# What is expected
Using the records below, find how many lines hold the word "TypeSource" and reply with only that number.

# Source material
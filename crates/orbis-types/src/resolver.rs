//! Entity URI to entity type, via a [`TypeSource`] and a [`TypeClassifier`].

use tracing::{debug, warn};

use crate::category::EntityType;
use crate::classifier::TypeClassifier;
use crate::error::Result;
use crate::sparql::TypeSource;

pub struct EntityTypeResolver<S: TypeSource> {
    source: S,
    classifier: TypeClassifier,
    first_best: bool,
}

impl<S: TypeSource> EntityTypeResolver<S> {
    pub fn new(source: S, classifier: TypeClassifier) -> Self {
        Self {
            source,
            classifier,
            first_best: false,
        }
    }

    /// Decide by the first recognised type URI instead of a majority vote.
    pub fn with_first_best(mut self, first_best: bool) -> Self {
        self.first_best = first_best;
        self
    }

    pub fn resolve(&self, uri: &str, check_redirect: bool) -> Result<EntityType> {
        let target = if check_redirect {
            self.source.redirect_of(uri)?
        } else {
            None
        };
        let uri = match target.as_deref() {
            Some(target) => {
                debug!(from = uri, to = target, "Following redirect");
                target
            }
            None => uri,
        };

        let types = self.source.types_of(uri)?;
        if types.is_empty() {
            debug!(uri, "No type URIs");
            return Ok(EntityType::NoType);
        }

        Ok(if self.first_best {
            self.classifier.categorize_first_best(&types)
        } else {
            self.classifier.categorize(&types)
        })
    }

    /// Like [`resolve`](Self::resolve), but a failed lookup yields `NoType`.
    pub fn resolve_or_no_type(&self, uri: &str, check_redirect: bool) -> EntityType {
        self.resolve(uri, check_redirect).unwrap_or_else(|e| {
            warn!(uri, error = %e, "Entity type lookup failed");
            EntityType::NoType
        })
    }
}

# Task output
4